Flatlander that I am, I didn’t realize that one of those blocks was straight up. At the top, I saw the other side of the hill was the famous part of Lombard Street. But my heart didn’t actually burst & I enjoyed the rest of the day. Found the Best Italian Deli In The World on Grant Street but I believe it’s been gentrified away…

And my sister dragged me to Fisherman’s Wharf–for the sea lions, not the tourist crap. Then I dragged her to City Lights Books for the hip.

I’m green with envy. San Francisco is a lovely town…

Some people, particularly people from the Midwest, use compass directions in addition to the direction the freeway says it is going for navigation. I think 80 East and 580 West being the same road and running north/south might make their heads explode. I remember when I lived near Santa Cruz, my parents came to visit me. I told them about the 1 (north-south) running east and west through Santa Cruz, because of how the coast is curved. That really bothered them. They said, “Well, 1 North must run north and west, right?” (I think it might actually go south and west, the coast around Santa Cruz being what it is) And people wonder why I don’t navigate using compass directions…

Even if you can go with the flow on directions, that stretch of freeway in Berkeley is generally a giant traffic mess unless it’s way off hours, so it’s worth avoiding. It’s bad in both directions, but I think it’s worse going from SF to the East Bay.

I heard it called the MacArthur Maze on radio traffic reports, so that’s what I called it (well, when I needed to call it something that wasn’t obscene). I figured it was named after the MacArthur Freeway, another name for the 580 between Castro Valley and Oakland.

Thanks, everyone, for the great suggestions. I’ve been able to do a few of them so far. Keep the great ideas coming.

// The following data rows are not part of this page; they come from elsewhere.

// ============================================================
// Layer 5 — Pair Classifier Model
// ============================================================
// A BERT-style encoder shared across the subword choices, plus
// optional pinyin and word embedding channels.
//
//   input_ids   [B, C, S] ─┐
//   segment_ids [B, C, S]  ├─ reshape [B*C, S] → BertEncoder → pooled [B*C, H]
//   input_mask  [B, C, S] ─┘                     reshape [B, C, H] → mean over C
//                                                                    │
//   pinyin_ids  [B, S] → Embedding → masked mean [B, E] (optional)   │
//   word_ids    [B, S] → Embedding → masked mean [B, E] (optional)   │
//                                                                    ▼
//                                          concat → dropout → Linear → [B, num_labels]
//
// The side-channel mean skips [unused] positions so padding does
// not dilute short sentences.
//
// Reference: Devlin et al. (2019) BERT
//            Burn Book §3 (Building Blocks)

use burn::{
    nn::{
        attention::{MhaInput, MultiHeadAttention, MultiHeadAttentionConfig},
        loss::CrossEntropyLossConfig,
        Dropout, DropoutConfig,
        Embedding, EmbeddingConfig,
        LayerNorm, LayerNormConfig,
        Linear, LinearConfig,
    },
    prelude::*,
    tensor::activation::{gelu, log_softmax, tanh},
};
use serde::{Deserialize, Serialize};

use crate::data::batcher::PairInput;
use crate::data::vocab::UNUSED_ID;

// ─── Encoder configuration ────────────────────────────────────────────────────
// NOTE: #[derive(Config)] already generates Clone and Serialize/Deserialize.
#[derive(Config, Debug)]
pub struct BertEncoderConfig {
    pub vocab_size: usize,
    #[config(default = 768)]
    pub hidden_size: usize,
    #[config(default = 12)]
    pub num_heads: usize,
    #[config(default = 12)]
    pub num_layers: usize,
    #[config(default = 3072)]
    pub intermediate_size: usize,
    #[config(default = 512)]
    pub max_position_embeddings: usize,
    #[config(default = 2)]
    pub type_vocab_size: usize,
    #[config(default = 0.1)]
    pub dropout: f64,
    #[config(default = 1e-12)]
    pub layer_norm_eps: f64,
}

impl BertEncoderConfig {
    pub fn init<B: Backend>(&self, device: &B::Device) -> BertEncoder<B> {
        let word_embeddings       = EmbeddingConfig::new(self.vocab_size, self.hidden_size).init(device);
        let position_embeddings   = EmbeddingConfig::new(self.max_position_embeddings, self.hidden_size).init(device);
        let token_type_embeddings = EmbeddingConfig::new(self.type_vocab_size, self.hidden_size).init(device);
        let embedding_norm = LayerNormConfig::new(self.hidden_size)
            .with_epsilon(self.layer_norm_eps)
            .init(device);
        let layers: Vec<EncoderBlock<B>> = (0..self.num_layers)
            .map(|_| self.build_encoder_block(device))
            .collect();
        let pooler  = LinearConfig::new(self.hidden_size, self.hidden_size).init(device);
        let dropout = DropoutConfig::new(self.dropout).init();
        BertEncoder {
            word_embeddings, position_embeddings, token_type_embeddings,
            embedding_norm, layers, pooler, dropout,
        }
    }

    fn build_encoder_block<B: Backend>(&self, device: &B::Device) -> EncoderBlock<B> {
        let self_attn = MultiHeadAttentionConfig::new(self.hidden_size, self.num_heads)
            .with_dropout(self.dropout)
            .init(device);
        let intermediate = LinearConfig::new(self.hidden_size, self.intermediate_size).init(device);
        let output       = LinearConfig::new(self.intermediate_size, self.hidden_size).init(device);
        let norm = |d| LayerNormConfig::new(d).with_epsilon(self.layer_norm_eps).init(device);
        EncoderBlock {
            self_attn,
            intermediate,
            output,
            attn_norm: norm(self.hidden_size),
            ffn_norm:  norm(self.hidden_size),
            dropout:   DropoutConfig::new(self.dropout).init(),
        }
    }
}

// ─── Encoder block (post-norm, as in BERT) ───────────────────────────────────
#[derive(Module, Debug)]
pub struct EncoderBlock<B: Backend> {
    pub self_attn:    MultiHeadAttention<B>,
    pub intermediate: Linear<B>,
    pub output:       Linear<B>,
    pub attn_norm:    LayerNorm<B>,
    pub ffn_norm:     LayerNorm<B>,
    pub dropout:      Dropout,
}

impl<B: Backend> EncoderBlock<B> {
    /// `pad_mask` is true at padding positions.
    pub fn forward(&self, x: Tensor<B, 3>, pad_mask: Tensor<B, 2, Bool>) -> Tensor<B, 3> {
        let attn = self
            .self_attn
            .forward(MhaInput::self_attn(x.clone()).mask_pad(pad_mask))
            .context;
        let x = self.attn_norm.forward(x + self.dropout.forward(attn));
        let ffn = self.output.forward(gelu(self.intermediate.forward(x.clone())));
        self.ffn_norm.forward(x + self.dropout.forward(ffn))
    }
}

// ─── Encoder ─────────────────────────────────────────────────────────────────
#[derive(Module, Debug)]
pub struct BertEncoder<B: Backend> {
    pub word_embeddings:       Embedding<B>,
    pub position_embeddings:   Embedding<B>,
    pub token_type_embeddings: Embedding<B>,
    pub embedding_norm:        LayerNorm<B>,
    pub layers:                Vec<EncoderBlock<B>>,
    pub pooler:                Linear<B>,
    pub dropout:               Dropout,
}

impl<B: Backend> BertEncoder<B> {
    /// All inputs are [N, S]; returns the tanh-pooled [CLS] vector [N, H].
    pub fn forward(
        &self,
        input_ids:   Tensor<B, 2, Int>,
        segment_ids: Tensor<B, 2, Int>,
        input_mask:  Tensor<B, 2, Int>,
    ) -> Tensor<B, 2> {
        let [n, seq_len] = input_ids.dims();
        let device       = input_ids.device();

        let positions = Tensor::<B, 1, Int>::arange(0..seq_len as i64, &device)
            .unsqueeze::<2>()
            .expand([n, seq_len]);

        let emb = self.word_embeddings.forward(input_ids)
            + self.position_embeddings.forward(positions)
            + self.token_type_embeddings.forward(segment_ids);
        let mut x = self.dropout.forward(self.embedding_norm.forward(emb));

        let pad_mask = input_mask.equal_elem(0);
        for layer in &self.layers {
            x = layer.forward(x, pad_mask.clone());
        }

        let [_, _, hidden] = x.dims();
        let cls = x.slice([0..n, 0..1, 0..hidden]).reshape([n, hidden]);
        tanh(self.pooler.forward(cls))
    }
}

// ─── Classifier configuration ─────────────────────────────────────────────────
#[derive(Config, Debug)]
pub struct PairClassifierConfig {
    pub encoder: BertEncoderConfig,
    /// Size of the fold's pinyin vocabulary.
    pub pinyin_vocab_size: usize,
    /// Size of the fold's word vocabulary.
    pub word_vocab_size: usize,
    #[config(default = 2)]
    pub num_labels: usize,
    #[config(default = 200)]
    pub aux_embedding_size: usize,
    #[config(default = false)]
    pub use_pinyin: bool,
    #[config(default = true)]
    pub use_words: bool,
    #[config(default = 0.1)]
    pub dropout: f64,
}

impl PairClassifierConfig {
    pub fn init<B: Backend>(&self, device: &B::Device) -> PairClassifier<B> {
        self.init_with_encoder(self.encoder.init(device), device)
    }

    /// Build the heads around an encoder that was created (or loaded) elsewhere.
    pub fn init_with_encoder<B: Backend>(&self, encoder: BertEncoder<B>, device: &B::Device) -> PairClassifier<B> {
        let pinyin_embedding = self
            .use_pinyin
            .then(|| EmbeddingConfig::new(self.pinyin_vocab_size, self.aux_embedding_size).init(device));
        let word_embedding = self
            .use_words
            .then(|| EmbeddingConfig::new(self.word_vocab_size, self.aux_embedding_size).init(device));

        let classifier = LinearConfig::new(self.classifier_input_size(), self.num_labels).init(device);
        PairClassifier {
            encoder,
            pinyin_embedding,
            word_embedding,
            dropout: DropoutConfig::new(self.dropout).init(),
            classifier,
        }
    }

    /// Width of the concatenated feature vector fed to the classifier.
    pub fn classifier_input_size(&self) -> usize {
        let channels = usize::from(self.use_pinyin) + usize::from(self.use_words);
        self.encoder.hidden_size + channels * self.aux_embedding_size
    }
}

// ─── Classifier ──────────────────────────────────────────────────────────────
#[derive(Module, Debug)]
pub struct PairClassifier<B: Backend> {
    pub encoder:          BertEncoder<B>,
    pub pinyin_embedding: Option<Embedding<B>>,
    pub word_embedding:   Option<Embedding<B>>,
    pub dropout:          Dropout,
    pub classifier:       Linear<B>,
}

/// Loss and logits of one forward pass.
pub struct PairOutput<B: Backend> {
    pub loss:   Tensor<B, 1>,
    pub logits: Tensor<B, 2>,
}

impl<B: Backend> PairClassifier<B> {
    /// Returns logits [B, num_labels].
    pub fn forward(&self, input: PairInput<B>) -> Tensor<B, 2> {
        let [batch, split, seq] = input.input_ids.dims();

        let pooled = self.encoder.forward(
            input.input_ids.reshape([batch * split, seq]),
            input.segment_ids.reshape([batch * split, seq]),
            input.input_mask.reshape([batch * split, seq]),
        );
        let [_, hidden] = pooled.dims();
        let pooled = pooled
            .reshape([batch, split, hidden])
            .mean_dim(1)
            .reshape([batch, hidden]);

        let mut features = vec![pooled];
        if let Some(emb) = &self.pinyin_embedding {
            features.push(masked_mean(emb.forward(input.pinyin_ids.clone()), input.pinyin_ids));
        }
        if let Some(emb) = &self.word_embedding {
            features.push(masked_mean(emb.forward(input.word_ids.clone()), input.word_ids));
        }

        let x = self.dropout.forward(Tensor::cat(features, 1));
        self.classifier.forward(x)
    }

    /// Cross-entropy over `labels`; `smoothing` of `None` or 0 is plain CE.
    pub fn forward_loss(
        &self,
        input:     PairInput<B>,
        labels:    Tensor<B, 1, Int>,
        smoothing: Option<f32>,
    ) -> PairOutput<B> {
        let logits = self.forward(input);
        let loss   = classification_loss(logits.clone(), labels, smoothing);
        PairOutput { loss, logits }
    }
}

/// Cross-entropy against a smoothed target: the gold class gets `1 - s`
/// and the other `K - 1` classes share `s` equally. With `s` of `None`
/// or 0 this is plain cross-entropy.
pub fn classification_loss<B: Backend>(
    logits:    Tensor<B, 2>,
    labels:    Tensor<B, 1, Int>,
    smoothing: Option<f32>,
) -> Tensor<B, 1> {
    let [batch, num_labels] = logits.dims();
    let smoothing = smoothing.filter(|s| *s > 0.0 && num_labels > 1);
    let Some(s) = smoothing else {
        return CrossEntropyLossConfig::new()
            .init(&logits.device())
            .forward(logits, labels);
    };

    let device = logits.device();
    let off    = s / (num_labels - 1) as f32;
    let gold   = Tensor::<B, 2>::zeros([batch, num_labels], &device).scatter(
        1,
        labels.reshape([batch, 1]),
        Tensor::ones([batch, 1], &device),
    );
    let target = gold.clone() * (1.0 - s) + (gold.neg() + 1.0) * off;

    (target * log_softmax(logits, 1))
        .sum_dim(1)
        .neg()
        .mean()
}

/// Mean of `emb` [B, S, E] over positions whose id is not [unused].
/// Rows with no such position come out as zeros.
pub fn masked_mean<B: Backend>(emb: Tensor<B, 3>, ids: Tensor<B, 2, Int>) -> Tensor<B, 2> {
    let [batch, _, dim] = emb.dims();
    let keep = ids.equal_elem(UNUSED_ID as i32).bool_not().float(); // [B, S]
    let summed = (emb * keep.clone().unsqueeze_dim::<3>(2))
        .sum_dim(1)
        .reshape([batch, dim]);
    let count = keep.sum_dim(1).clamp_min(1.0); // [B, 1]
    summed / count
}

// ─── Pretrained encoder shape ─────────────────────────────────────────────────
/// The subset of a Hugging Face BERT `config.json` needed to size the encoder.
#[derive(Debug, Clone, Serialize, Deserialize)]
pub struct PretrainedShape {
    pub vocab_size:              usize,
    pub hidden_size:             usize,
    pub num_attention_heads:     usize,
    pub num_hidden_layers:       usize,
    pub intermediate_size:       usize,
    #[serde(default = "default_max_positions")]
    pub max_position_embeddings: usize,
    #[serde(default = "default_type_vocab")]
    pub type_vocab_size:         usize,
    #[serde(default = "default_dropout")]
    pub hidden_dropout_prob:     f64,
    #[serde(default = "default_eps")]
    pub layer_norm_eps:          f64,
}

fn default_max_positions() -> usize { 512 }
fn default_type_vocab() -> usize { 2 }
fn default_dropout() -> f64 { 0.1 }
fn default_eps() -> f64 { 1e-12 }

impl From<&PretrainedShape> for BertEncoderConfig {
    fn from(s: &PretrainedShape) -> Self {
        BertEncoderConfig::new(s.vocab_size)
            .with_hidden_size(s.hidden_size)
            .with_num_heads(s.num_attention_heads)
            .with_num_layers(s.num_hidden_layers)
            .with_intermediate_size(s.intermediate_size)
            .with_max_position_embeddings(s.max_position_embeddings)
            .with_type_vocab_size(s.type_vocab_size)
            .with_dropout(s.hidden_dropout_prob)
            .with_layer_norm_eps(s.layer_norm_eps)
    }
}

Oh, Senegoid, I didn’t realize I would have to do a “What I Did On Spring Break” essay as repayment! :slight_smile:

See if you can get in to see Beach Blanket Babylon. It’s an absolutely hilarious show.
Just try to get good seats because the nosebleed region gets terrible sound and the funny lyrics get rather muffled at times. My brother and I figured we missed about a quarter of the jokes for lack of hearing key words.

—er…uh? You pissed on them?
I guess, being San Francisco, some of them might have enjoyed it… :smiley:

–G!

If you’re interested in a little drive, the Computer History Museum is in Mountain View, 35 miles from SF. Exhibits - CHM

Closer is the town of Colma, where most of the people from SF are buried. I went there once to visit the grave ofEmperor Norton. Although it looks like he’s giving walking tours in SF, now.

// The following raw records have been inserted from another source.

// ============================================================
// Layer 4 — Side-Channel Segmenters
// ============================================================
// Two ways of cutting a Chinese sentence into tokens, one per
// auxiliary channel.
//
// PinyinSegmenter — one toneless pinyin syllable per Han character:
//   "中国人" → ["zhong", "guo", "ren"]
//   Runs of non-Han characters stay together as one token
//   ("ok中" → ["ok", "zhong"]); whitespace-only runs are dropped.
//
// WordSegmenter — jieba dictionary segmentation:
//   "花呗怎么还款" → ["花呗", "怎么", "还款"]
//   For encoding, each word is repeated once per character so the
//   word channel lines up with the character-level subword channel:
//   → ["花呗", "花呗", "怎么", "怎么", "还款", "还款"]

use anyhow::{Context, Result};
use jieba_rs::Jieba;
use pinyin::ToPinyin;
use std::{fs, io::BufReader, path::Path};

use crate::domain::traits::Segmenter;

// ─── PinyinSegmenter ──────────────────────────────────────────────────────────
#[derive(Debug, Clone, Copy, Default)]
pub struct PinyinSegmenter;

impl PinyinSegmenter {
    pub fn new() -> Self {
        Self
    }
}

impl Segmenter for PinyinSegmenter {
    fn segment(&self, text: &str) -> Vec<String> {
        let mut out   = Vec::new();
        let mut other = String::new();

        for c in text.chars() {
            match c.to_pinyin() {
                Some(py) => {
                    flush_run(&mut other, &mut out);
                    out.push(py.plain().to_string());
                }
                None => other.push(c),
            }
        }
        flush_run(&mut other, &mut out);
        out
    }
}

/// Emit the pending non-Han run as a single token.
fn flush_run(run: &mut String, out: &mut Vec<String>) {
    let token = run.trim();
    if !token.is_empty() {
        out.push(token.to_string());
    }
    run.clear();
}

// ─── WordSegmenter ────────────────────────────────────────────────────────────
pub struct WordSegmenter {
    jieba: Jieba,
}

impl WordSegmenter {
    /// Segmenter over jieba's built-in dictionary.
    pub fn new() -> Self {
        Self { jieba: Jieba::new() }
    }

    /// Segmenter with extra entries from a user dictionary
    /// (jieba format: "word [freq] [tag]" per line).
    pub fn with_user_dict(path: &Path) -> Result<Self> {
        let mut jieba = Jieba::new();
        let file = fs::File::open(path)
            .with_context(|| format!("Cannot open user dictionary '{}'", path.display()))?;
        jieba
            .load_dict(&mut BufReader::new(file))
            .map_err(|e| anyhow::anyhow!("Bad user dictionary '{}': {:?}", path.display(), e))?;
        tracing::info!("Loaded jieba user dictionary from '{}'", path.display());
        Ok(Self { jieba })
    }

    /// Use the user dictionary when one is given, the built-in one otherwise.
    pub fn from_optional_dict(path: Option<&Path>) -> Result<Self> {
        match path {
            Some(p) => Self::with_user_dict(p),
            None    => Ok(Self::new()),
        }
    }
}

impl Default for WordSegmenter {
    fn default() -> Self {
        Self::new()
    }
}

impl Segmenter for WordSegmenter {
    fn segment(&self, text: &str) -> Vec<String> {
        self.jieba
            .cut(text, true)
            .into_iter()
            .map(str::to_string)
            .collect()
    }

    fn segment_aligned(&self, text: &str) -> Vec<String> {
        let mut out = Vec::with_capacity(text.chars().count());
        for word in self.jieba.cut(text, true) {
            for _ in word.chars() {
                out.push(word.to_string());
            }
        }
        out
    }
}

Okay, my trip just got much more exciting in a way I did not anticipate or intend.

I am staying in Contra Costa County, not San Francisco proper. San Ramon, California–very, very close to where I am–just had a magnitude 3.5 earthquake. This is not a delayed April Fool’s joke, I just experienced my first earthquake. It was not pleasant. The whole house moved with a big jolt and a loud bang. Something fell off the wall upstairs.

My sister tried to tell me it was no big deal. I don’t understand how you Californians do it. Please tell this midwesterner it will be all right.

You’ll be fine. A 3.5 is alarming if you’re close to the epicenter, but it won’t do significant damage. You now have a good story for the folks back home.

San Ramon is pretty close to the Blackhawk Auto Museum. It’s not huge - you can see it in a couple of hours.